Pernyataan Wakil Presiden Jusuf Kalla terkait merosotnya nilai tukar rupiah terhadap dolar AS, pencitraan yang menyesatkan.
Begitu disampaikan Koordinator Aktivis 77/78, Syafril Sjofyan, dalam keterangannya kepada Kantor Berita Politik (Kamis, 18/12). JK mengatakan nilai tukar rupiah terhadap dolar AS hanya turun 4%, tidak lebih buruk dari nilai tukar ringgit Malaysia sebesar 6%. Bahkan, kata JK, penurunan nilai tukar rupiah tak lebih buruk dibandingkan yen Jepang.
"JK harusnya menyampaikan juga bahwa ekspor manufaktur Indonesia hanya 18%, beda jauh dengan Malaysia yang ekspor industrinya 45%. Itupun ekspor Indonesia semu," katanya.
"Eksport otomotif kita hampir 70% contentnya impor. Demikian juga Tekstil dan Produk Tekstil (TPT), kapas sebagai contentnya 100% impor. Dyestuff, chemicals and aux untuk proses tekstil content impornya 90%, termasuk mesin-mesin produksinya import 100%," sambung dia.
Seharunya JK juga menyampaikan bahwa nilai ekspor naik tapi Devisa Hasil Ekspor (DHE) Indonesia di parkir di luar negeri. Artinya, menurut Syafril yang pernah ditahan pada saat rezim Soeharto, kenaikan ekspor tersebut bohong belaka karena Indonesia belum punya UU seperti China yang memaksa dana masuk gampang, sementara dana keluar sulit.

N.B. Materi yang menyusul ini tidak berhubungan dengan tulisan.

//! Resolution never panics and never reports a hit it cannot justify.

use proptest::prelude::*;

use proclens::LensError;
use proclens::core::{IdentityResolver, MatchStrategy, ProgramQuery};
use proclens::search::KeywordSearch;
use proclens::test_utils::fixtures::{memory_db_with, sample_entries};

fn arb_field() -> impl Strategy<Value = Option<String>> {
    prop::option::of(prop_oneof![
        ".{0,24}",
        Just("steam.exe".to_string()),
        Just("GoogleUpdaterTaskMachineCore".to_string()),
        Just("Microsoft Windows".to_string()),
        Just("   ".to_string()),
    ])
}

proptest! {
    #![proptest_config(ProptestConfig::with_cases(64))]

    #[test]
    fn resolution_is_total(name in arb_field(), exe in arb_field(), publisher in arb_field()) {
        let db = memory_db_with(&sample_entries()).unwrap();
        let resolver = IdentityResolver::new(&db);
        let query = ProgramQuery::from_parts(name.as_deref(), exe.as_deref(), publisher.as_deref());

        match resolver.find_entry_explained(&query) {
            Ok(Some(found)) => match found.strategy {
                MatchStrategy::Executable => prop_assert!(query.executable().is_some()),
                MatchStrategy::Publisher => prop_assert!(query.publisher().is_some()),
                _ => prop_assert!(query.name().is_some()),
            },
            Ok(None) => prop_assert!(!query.is_empty()),
            Err(LensError::InvalidQuery(_)) => prop_assert!(query.is_empty()),
            Err(other) => prop_assert!(false, "unexpected error {other}"),
        }
    }

    #[test]
    fn search_respects_limit(keyword in "[a-z]{0,3}", limit in 0usize..10) {
        let db = memory_db_with(&sample_entries()).unwrap();
        let results = KeywordSearch::new(&db).search(&keyword, limit).unwrap();
        prop_assert!(results.len() <= limit);

        let names: Vec<String> = results.iter().map(|e| e.name.to_lowercase()).collect();
        let mut sorted = names.clone();
        sorted.sort();
        prop_assert_eq!(names, sorted);
    }
}
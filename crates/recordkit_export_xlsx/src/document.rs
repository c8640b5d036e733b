//! Lay projected rows into a two-column single-sheet document.

use crate::conf::EnumFmtKey;
use crate::spec::{
    EnumColumnWidth, EnumDocumentCellValue, EnumProjectedValue, EnumRowKind, SpecDocument,
    SpecDocumentCell, SpecDocumentOptions, SpecProjectedRow,
};
use crate::util::{cut_str, estimate_unicode_string_width, sanitize_sheet_name};

/// Build the in-memory document for one export.
///
/// `title` is the raw record title and `author` the requesting user's display
/// name. Column A holds labels, column B values; media rows become hyperlinks.
pub fn build_document(
    title: &str,
    author: &str,
    rows: &[SpecProjectedRow],
    options: &SpecDocumentOptions,
) -> SpecDocument {
    let c_title = cut_str(title, options.title_limit, &options.ellipsis);
    let c_sheet_name = sanitize_sheet_name(&c_title, "_");

    let mut l_cells = Vec::with_capacity(rows.len() * 2 + 1);
    let n_row_data_start = if options.if_title_row {
        l_cells.push(SpecDocumentCell {
            row_idx: 0,
            col_idx: 0,
            value: EnumDocumentCellValue::Text(title.to_string()),
            fmt_key: EnumFmtKey::Title,
        });
        2
    } else {
        0
    };

    for (n_idx, row) in rows.iter().enumerate() {
        let n_row_idx = n_row_data_start + n_idx;
        l_cells.push(SpecDocumentCell {
            row_idx: n_row_idx,
            col_idx: 0,
            value: EnumDocumentCellValue::Text(row.label.clone()),
            fmt_key: EnumFmtKey::Label,
        });

        let (value, fmt_key) = match (&row.value, row.kind) {
            (EnumProjectedValue::Url(c_url), EnumRowKind::Media)
            | (EnumProjectedValue::Text(c_url), EnumRowKind::Media) => {
                (EnumDocumentCellValue::Url(c_url.clone()), EnumFmtKey::Link)
            }
            (val, _) => (
                EnumDocumentCellValue::Text(val.as_str().to_string()),
                EnumFmtKey::Value,
            ),
        };
        l_cells.push(SpecDocumentCell {
            row_idx: n_row_idx,
            col_idx: 1,
            value,
            fmt_key,
        });
    }

    SpecDocument {
        title: c_title,
        author: author.to_string(),
        sheet_name: c_sheet_name,
        paper_size: options.paper_size,
        orientation: options.orientation,
        column_widths: vec![
            EnumColumnWidth::Chars(derive_label_column_width(rows, options) as f64),
            EnumColumnWidth::Pixels(options.width_value_px),
        ],
        row_height: options.row_height,
        row_idx_data_start: n_row_data_start,
        n_rows_data: rows.len(),
        cells: l_cells,
        formats: options.formats.clone(),
    }
}

/// Width of the label column: widest label plus padding, clamped.
pub fn derive_label_column_width(
    rows: &[SpecProjectedRow],
    options: &SpecDocumentOptions,
) -> usize {
    let n_min = usize::max(1, options.width_label_min);
    let n_max = usize::min(255, usize::max(n_min, options.width_label_max));
    let n_width_recorded = rows
        .iter()
        .map(|row| estimate_unicode_string_width(&row.label))
        .max()
        .unwrap_or(0);

    usize::min(
        n_max,
        usize::max(n_min, n_width_recorded + options.width_label_padding),
    )
}
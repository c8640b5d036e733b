//! Shared export specification models and top-level error type.

use std::collections::BTreeMap;

use serde::{Deserialize, Serialize};
use thiserror::Error;

use crate::conf::{
    C_ELLIPSIS_DEFAULT, EnumFmtKey, N_LEN_TITLE_MAX, N_PAPER_SIZE_A4, N_PX_VALUE_COLUMN_WIDTH,
    N_WIDTH_LABEL_MAX, N_WIDTH_LABEL_MIN, N_WIDTH_LABEL_PADDING, derive_default_export_formats,
};

////////////////////////////////////////////////////////////////////////////////
// #region RecordSpecification

/// Raw field value as handed over by the record adapter.
#[derive(Debug, Clone, PartialEq, Default)]
pub enum EnumRawValue {
    /// Field has no items.
    #[default]
    Null,
    /// Boolean item.
    Boolean(bool),
    /// Integer item (ids, timestamps, counters).
    Integer(i64),
    /// Floating point item.
    Float(f64),
    /// Text item.
    String(String),
    /// Multi-value field items, in delta order.
    List(Vec<EnumRawValue>),
}

impl EnumRawValue {
    /// Whether the value carries nothing displayable.
    pub fn is_empty(&self) -> bool {
        match self {
            Self::Null => true,
            Self::String(s) => s.is_empty(),
            Self::List(items) => items.iter().all(EnumRawValue::is_empty),
            Self::Boolean(_) | Self::Integer(_) | Self::Float(_) => false,
        }
    }

    /// Flatten to display text; list items are joined with `", "`.
    pub fn to_text(&self) -> Option<String> {
        match self {
            Self::Null => None,
            Self::Boolean(val) => Some(if *val { "1" } else { "0" }.to_string()),
            Self::Integer(val) => Some(val.to_string()),
            Self::Float(val) => Some(val.to_string()),
            Self::String(val) => Some(val.clone()),
            Self::List(items) => {
                let l_parts: Vec<String> = items
                    .iter()
                    .filter_map(EnumRawValue::to_text)
                    .filter(|s| !s.is_empty())
                    .collect();
                if l_parts.is_empty() {
                    None
                } else {
                    Some(l_parts.join(", "))
                }
            }
        }
    }
}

"Akibat anjloknya nilai tukar mata uang tidak sama terhadap penguatan dolar atau pelemahan mata uang masing-masing negara. Bagi Indonesia yang hutangnya besar dalam dolar, tentu sangat merugikan. Hutang Indonesia akan membengkak dari yang sekarang sekitar Rp 3500 triliun menjadi Rp 4000 triliun atau bahkan Rp 5000 triliun," tukas Koordinator Forum Komunikasi Alumni Perguruan Tinggi Indonesia (Forkapti) Jawa Barat ini.